Return each line of the records below that contains the word "DispatchOutcome".

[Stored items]
================

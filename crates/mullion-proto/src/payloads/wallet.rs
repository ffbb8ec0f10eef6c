//! Wallet snapshot and theme payload types.

use serde::{Deserialize, Serialize};

/// Snapshot of the host wallet's connectivity, pushed Shell to Account App.
///
/// Always built fresh from the provider on each wallet tick and pushed
/// eagerly; there is no diffing and no persisted identity. `address`,
/// `chain_id` and `label` are explicit `null`s on the wire when
/// disconnected, while the `ens`/`balance` enrichments disappear from the
/// wire entirely when absent - a stale enrichment must never outlive the
/// connection it described.
#[derive(Debug, Clone, PartialEq, Eq, Serialize, Deserialize)]
#[serde(rename_all = "camelCase")]
pub struct WalletState {
    /// Connected account address, `null` when disconnected.
    pub address: Option<String>,

    /// Connected chain id, `null` when disconnected.
    pub chain_id: Option<String>,

    /// Wallet label (e.g. the connecting extension's name).
    pub label: Option<String>,

    /// Must agree with the nullability of `address`/`chain_id`.
    pub is_connected: bool,

    /// ENS name enrichment, omitted from the wire when absent.
    #[serde(default, skip_serializing_if = "Option::is_none")]
    pub ens: Option<String>,

    /// Native balance enrichment, omitted from the wire when absent.
    #[serde(default, skip_serializing_if = "Option::is_none")]
    pub balance: Option<String>,
}

impl WalletState {
    /// The canonical disconnected snapshot.
    pub fn disconnected() -> Self {
        Self {
            address: None,
            chain_id: None,
            label: None,
            is_connected: false,
            ens: None,
            balance: None,
        }
    }

    /// Connected snapshot for an address on a chain. Label and enrichments
    /// start empty; callers fill the fields they know.
    pub fn connected(address: impl Into<String>, chain_id: impl Into<String>) -> Self {
        Self {
            address: Some(address.into()),
            chain_id: Some(chain_id.into()),
            label: None,
            is_connected: true,
            ens: None,
            balance: None,
        }
    }

    /// Check the connection-flag invariant: `is_connected` holds exactly
    /// when both `address` and `chain_id` are present.
    pub fn is_consistent(&self) -> bool {
        self.is_connected == (self.address.is_some() && self.chain_id.is_some())
    }
}

/// Host color theme, pushed on theme switches.
#[derive(Debug, Clone, Copy, PartialEq, Eq, Serialize, Deserialize)]
#[serde(rename_all = "lowercase")]
pub enum ThemeMode {
    /// Light theme.
    Light,
    /// Dark theme.
    Dark,
}

#[cfg(test)]
mod tests {
    use serde_json::json;

    use super::*;

    #[test]
    fn disconnected_wire_shape() {
        // Explicit nulls for identity fields, no enrichment keys at all.
        let value = serde_json::to_value(WalletState::disconnected()).unwrap();
        assert_eq!(
            value,
            json!({
                "address": null,
                "chainId": null,
                "label": null,
                "isConnected": false,
            })
        );
    }

    #[test]
    fn connected_wire_shape() {
        let mut state = WalletState::connected("0xabc", "1");
        state.label = Some("MetaMask".into());
        state.balance = Some("1.5 ETH".into());
        let value = serde_json::to_value(&state).unwrap();
        assert_eq!(
            value,
            json!({
                "address": "0xabc",
                "chainId": "1",
                "label": "MetaMask",
                "isConnected": true,
                "balance": "1.5 ETH",
            })
        );
    }

    #[test]
    fn consistency_check() {
        assert!(WalletState::disconnected().is_consistent());
        assert!(WalletState::connected("0xabc", "1").is_consistent());

        let mut torn = WalletState::connected("0xabc", "1");
        torn.chain_id = None;
        assert!(!torn.is_consistent());

        let mut torn = WalletState::disconnected();
        torn.is_connected = true;
        assert!(!torn.is_consistent());
    }
}
//! Sender roles.

use std::fmt;

use serde::{Deserialize, Serialize};

/// Logical sender of a message.
///
/// A receiver accepts a message only when its `source` names the opposite
/// role: the Shell communicator accepts [`Source::AccountApp`] messages and
/// the Account App client accepts [`Source::Shell`] messages. Anything else
/// is rejected at the structural guard.
#[derive(Debug, Clone, Copy, PartialEq, Eq, Hash, Serialize, Deserialize)]
#[serde(rename_all = "kebab-case")]
pub enum Source {
    /// The host page embedding the account frame.
    Shell,
    /// The embedded account micro-frontend.
    AccountApp,
}

impl Source {
    /// The exact string carried in the `source` field on the wire.
    pub fn wire_name(self) -> &'static str {
        match self {
            Self::Shell => "shell",
            Self::AccountApp => "account-app",
        }
    }
}

impl fmt::Display for Source {
    fn fmt(&self, f: &mut fmt::Formatter<'_>) -> fmt::Result {
        f.write_str(self.wire_name())
    }
}
//! The shell-side message dispatcher.

use std::collections::{HashSet, VecDeque};
use std::time::{Duration, Instant};

use mullion_core::origin::OriginPolicy;
use mullion_core::pending::PendingRequests;
use mullion_core::policy::{VersionDecision, VersionPolicy};
use mullion_core::registry::{HandlerError, HandlerId, HandlerRegistry};
use mullion_core::stats::DispatchStats;
use mullion_core::transport::FrameTransport;
use mullion_proto::{
    AccountKind, AccountPayload, Envelope, Kinded, PROTOCOL_VERSION, Query, RequestId,
    ResponseBody, ShellPayload, ThemeMode, WalletState, is_account_message, version,
};
use serde_json::Value;

/// Communicator configuration.
///
/// `allowed_origins` and `target_origin` are deliberately mandatory: the
/// permissive wildcard of the underlying browser API is never used.
#[derive(Debug, Clone)]
pub struct ShellConfig {
    /// Origins inbound messages may arrive from.
    pub allowed_origins: OriginPolicy,

    /// Origin outbound messages are addressed to.
    pub target_origin: String,

    /// Version-mismatch policy for inbound messages.
    pub version_policy: VersionPolicy,

    /// Deadline for answering an inbound request before the communicator
    /// answers it with a timeout error.
    pub response_timeout: Duration,
}

impl ShellConfig {
    /// Config for a single account-app origin: it is both the send target
    /// and the only allowed inbound origin. Lenient version policy, 30
    /// second response deadline.
    pub fn for_origin(origin: impl Into<String>) -> Self {
        let origin = origin.into();
        Self {
            allowed_origins: OriginPolicy::single(origin.clone()),
            target_origin: origin,
            version_policy: VersionPolicy::default(),
            response_timeout: Duration::from_secs(30),
        }
    }
}

/// Output of a shell-side message handler, executed by the communicator
/// after the handler returns.
#[derive(Debug, Clone, PartialEq)]
pub enum Reply {
    /// Push a message to the account app.
    Message(ShellPayload),

    /// Answer the request being dispatched. The communicator correlates
    /// this to the inbound `requestId`; handlers never fabricate ids.
    Response(ResponseBody),
}

impl Reply {
    /// Successful response carrying `data`.
    pub fn ok(data: Value) -> Self {
        Self::Response(ResponseBody::ok(data))
    }

    /// Successful response with no data.
    pub fn ack() -> Self {
        Self::Response(ResponseBody::ack())
    }

    /// Failed response.
    pub fn err(message: impl Into<String>) -> Self {
        Self::Response(ResponseBody::err(message))
    }
}

/// Why an inbound value was not delivered to handlers.
#[derive(Debug, Clone, Copy, PartialEq, Eq)]
pub enum DropReason {
    /// Origin outside the allow-list.
    Origin,
    /// Failed the structural guard.
    Shape,
    /// Guard passed, typed decode failed.
    Malformed,
    /// Rejected by a strict version policy.
    Version,
    /// Request id already in flight or already answered.
    ReplayedRequest,
    /// Well-formed, but nothing registered for this kind.
    Unrouted(AccountKind),
}

/// What [`ShellCommunicator::receive`] did with a value.
#[derive(Debug, Clone, Copy, PartialEq, Eq)]
pub enum DispatchOutcome {
    /// Delivered to `handlers` registered handlers.
    Delivered {
        /// Message kind that was dispatched.
        kind: AccountKind,
        /// Number of handlers invoked.
        handlers: usize,
    },
    /// A request kind with no handler; answered with an error response.
    AnsweredUnrouted(AccountKind),
    /// Dropped without reaching handlers.
    Dropped(DropReason),
}

/// Recently answered request ids, bounded so a chatty peer cannot grow
/// memory. Old entries fall off in answer order.
#[derive(Debug, Default)]
struct AnsweredLog {
    ids: HashSet<RequestId>,
    order: VecDeque<RequestId>,
}

impl AnsweredLog {
    const CAP: usize = 1024;

    fn contains(&self, id: &RequestId) -> bool {
        self.ids.contains(id)
    }

    fn record(&mut self, id: RequestId) {
        if !self.ids.insert(id.clone()) {
            return;
        }
        self.order.push_back(id);
        if self.order.len() > Self::CAP {
            if let Some(evicted) = self.order.pop_front() {
                self.ids.remove(&evicted);
            }
        }
    }

    fn clear(&mut self) {
        self.ids.clear();
        self.order.clear();
    }
}

/// The sole mediator between the raw cross-frame transport and typed
/// shell logic.
///
/// Inbound values pass, in order: the origin allow-list, the structural
/// guard, the typed decode, and the version policy; only then do
/// registered handlers run. Outbound sends degrade to logged no-ops while
/// no frame is bound - callers are never blocked by transport
/// unavailability.
///
/// # Request/response discipline
///
/// Every inbound request receives exactly one `RESPONSE`:
///
/// - a handler answers it (usually synchronously, via [`Reply::Response`]),
/// - or nothing is registered for it and the communicator answers with an
///   error immediately,
/// - or its handlers defer and [`ShellCommunicator::tick`] answers with a
///   timeout error once the response deadline passes.
///
/// Duplicate answers for one id are suppressed and counted.
pub struct ShellCommunicator {
    config: ShellConfig,
    transport: Option<Box<dyn FrameTransport>>,
    registry: HandlerRegistry<AccountPayload, Reply>,
    /// Inbound requests awaiting their answer.
    pending: PendingRequests,
    answered: AnsweredLog,
    stats: DispatchStats,
}

impl ShellCommunicator {
    /// Communicator with no frame bound yet.
    pub fn new(config: ShellConfig) -> Self {
        Self {
            config,
            transport: None,
            registry: HandlerRegistry::new(),
            pending: PendingRequests::new(),
            answered: AnsweredLog::default(),
            stats: DispatchStats::default(),
        }
    }

    /// Bind (or re-bind) the frame transport. Replaces any previous
    /// binding, so re-binding after a frame remount cannot double-send.
    pub fn bind_frame(&mut self, transport: Box<dyn FrameTransport>) {
        self.transport = Some(transport);
    }

    /// Drop the frame transport; subsequent sends become logged no-ops.
    pub fn unbind_frame(&mut self) {
        self.transport = None;
    }

    /// Whether a frame is currently bound.
    pub fn is_bound(&self) -> bool {
        self.transport.is_some()
    }

    /// Register `handler` for inbound messages of `kind`.
    pub fn on(
        &mut self,
        kind: AccountKind,
        handler: impl FnMut(&Envelope<AccountPayload>) -> Result<Vec<Reply>, HandlerError> + 'static,
    ) -> HandlerId {
        self.registry.on(kind, handler)
    }

    /// Remove one handler registration. Safe to call twice.
    pub fn off(&mut self, id: HandlerId) -> bool {
        self.registry.off(id)
    }

    /// Push a wallet snapshot to the account app.
    pub fn send_wallet_state(&mut self, state: &WalletState) {
        if !state.is_consistent() {
            tracing::warn!(
                is_connected = state.is_connected,
                "wallet snapshot connection flag disagrees with identity fields"
            );
        }
        self.post_payload(ShellPayload::WalletStateChanged(state.clone()));
    }

    /// Push a theme change to the account app.
    pub fn send_theme_change(&mut self, mode: ThemeMode) {
        self.post_payload(ShellPayload::ThemeChanged { mode });
    }

    /// Ask the account app to navigate.
    pub fn send_navigation(&mut self, path: impl Into<String>, query: Option<Query>) {
        self.post_payload(ShellPayload::Navigate { path: path.into(), query });
    }

    /// Answer an inbound request out of band.
    ///
    /// Handlers normally answer via [`Reply::Response`]; this entry point
    /// exists for deferred fulfillment, where the answer is only known
    /// after the dispatch that delivered the request has returned.
    pub fn respond(&mut self, id: RequestId, body: ResponseBody) {
        if self.answered.contains(&id) {
            tracing::warn!(%id, "suppressing duplicate response");
            self.stats.duplicate_responses += 1;
            return;
        }
        self.pending.complete(&id);
        self.answered.record(id.clone());
        let envelope = Envelope::shell(ShellPayload::Response(body)).with_request_id(id);
        self.post_envelope(&envelope);
    }

    /// Validate and dispatch one inbound value.
    ///
    /// `origin` is the browser origin the value arrived from; `now` drives
    /// the response deadline recorded for request kinds.
    pub fn receive(&mut self, raw: &Value, origin: &str, now: Instant) -> DispatchOutcome {
        if !self.config.allowed_origins.allows(origin) {
            tracing::warn!(origin, "dropping message from disallowed origin");
            self.stats.dropped_origin += 1;
            return DispatchOutcome::Dropped(DropReason::Origin);
        }

        if !is_account_message(raw) {
            tracing::trace!("dropping value that failed the account-message guard");
            self.stats.dropped_shape += 1;
            return DispatchOutcome::Dropped(DropReason::Shape);
        }

        let envelope = match mullion_proto::envelope::decode_account(raw) {
            Ok(envelope) => envelope,
            Err(error) => {
                tracing::debug!(%error, "dropping malformed account message");
                self.stats.dropped_malformed += 1;
                return DispatchOutcome::Dropped(DropReason::Malformed);
            },
        };

        match self.config.version_policy.decide(version::classify(&envelope.version)) {
            VersionDecision::Accept => {},
            VersionDecision::Warn => {
                tracing::warn!(
                    theirs = %envelope.version,
                    ours = PROTOCOL_VERSION,
                    "protocol version mismatch; processing anyway"
                );
                self.stats.version_warnings += 1;
            },
            VersionDecision::Reject => {
                tracing::warn!(
                    theirs = %envelope.version,
                    ours = PROTOCOL_VERSION,
                    "rejecting message at incompatible protocol version"
                );
                self.stats.dropped_version += 1;
                return DispatchOutcome::Dropped(DropReason::Version);
            },
        }

        let kind = envelope.payload.kind();

        if kind.is_request() {
            match &envelope.request_id {
                Some(id) => {
                    if self.answered.contains(id) || self.pending.contains(id) {
                        tracing::warn!(%id, %kind, "dropping request with an in-flight or answered id");
                        return DispatchOutcome::Dropped(DropReason::ReplayedRequest);
                    }
                    self.pending.insert(id.clone(), now, self.config.response_timeout);
                },
                None => {
                    tracing::warn!(%kind, "request arrived without a requestId and cannot be answered");
                },
            }
        }

        if self.registry.count(kind) == 0 {
            if kind.is_request() {
                if let Some(id) = envelope.request_id.clone() {
                    tracing::warn!(%kind, %id, "no handler for request; answering with an error");
                    self.respond(id, ResponseBody::err(format!("Unsupported request: {kind}")));
                    return DispatchOutcome::AnsweredUnrouted(kind);
                }
            }
            tracing::trace!(%kind, "no handler registered; dropping");
            self.stats.dropped_unrouted += 1;
            return DispatchOutcome::Dropped(DropReason::Unrouted(kind));
        }

        self.stats.delivered += 1;
        let mut replies = Vec::new();
        let report = self.registry.dispatch(&envelope, &mut replies);
        self.stats.handler_errors += report.failed as u64;

        for reply in replies {
            match reply {
                Reply::Message(payload) => {
                    let outbound = Envelope::shell(payload);
                    self.post_envelope(&outbound);
                },
                Reply::Response(body) => match envelope.request_id.clone() {
                    Some(id) => self.respond(id, body),
                    None => {
                        tracing::warn!(
                            %kind,
                            "handler produced a response but the message carried no requestId"
                        );
                    },
                },
            }
        }

        DispatchOutcome::Delivered { kind, handlers: report.invoked }
    }

    /// Answer every inbound request whose response deadline has passed.
    ///
    /// Returns how many were timed out. Call this from the host's
    /// periodic tick.
    pub fn tick(&mut self, now: Instant) -> usize {
        let expired = self.pending.expire(now);
        let count = expired.len();
        for id in expired {
            tracing::warn!(%id, "request not answered before its deadline");
            self.stats.request_timeouts += 1;
            self.respond(id, ResponseBody::err("Request timed out"));
        }
        count
    }

    /// Counters for every accept/drop path.
    pub fn stats(&self) -> DispatchStats {
        self.stats
    }

    /// Number of inbound requests still awaiting an answer.
    pub fn pending_requests(&self) -> usize {
        self.pending.len()
    }

    /// Tear down: drop all handlers, pending state, and the transport.
    /// Idempotent.
    pub fn shutdown(&mut self) {
        self.registry.clear();
        self.pending.clear();
        self.answered.clear();
        self.transport = None;
    }

    fn post_payload(&mut self, payload: ShellPayload) {
        let envelope = Envelope::shell(payload);
        self.post_envelope(&envelope);
    }

    fn post_envelope(&mut self, envelope: &Envelope<ShellPayload>) {
        let kind = envelope.payload.kind();
        let Some(transport) = self.transport.as_mut() else {
            tracing::warn!(%kind, "no frame bound; dropping outbound message");
            self.stats.send_unbound += 1;
            return;
        };

        let value = match envelope.to_value() {
            Ok(value) => value,
            Err(error) => {
                tracing::error!(%kind, %error, "failed to serialize outbound message");
                self.stats.send_failed += 1;
                return;
            },
        };

        match transport.post(&value, &self.config.target_origin) {
            Ok(()) => self.stats.sent += 1,
            Err(error) => {
                tracing::warn!(%kind, %error, "posting to the account frame failed");
                self.stats.send_failed += 1;
            },
        }
    }
}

================

Response »
pub enum DispatchOutcome {
    pub fn receive(&mut self, raw: &Value, origin: &str, now: Instant) -> DispatchOutcome {
            return DispatchOutcome::Dropped(DropReason::Origin);
            return DispatchOutcome::Dropped(DropReason::Shape);
                return DispatchOutcome::Dropped(DropReason::Malformed);
                return DispatchOutcome::Dropped(DropReason::Version);
                        return DispatchOutcome::Dropped(DropReason::ReplayedRequest);
                    return DispatchOutcome::AnsweredUnrouted(kind);
            return DispatchOutcome::Dropped(DropReason::Unrouted(kind));
        DispatchOutcome::Delivered { kind, handlers: report.invoked }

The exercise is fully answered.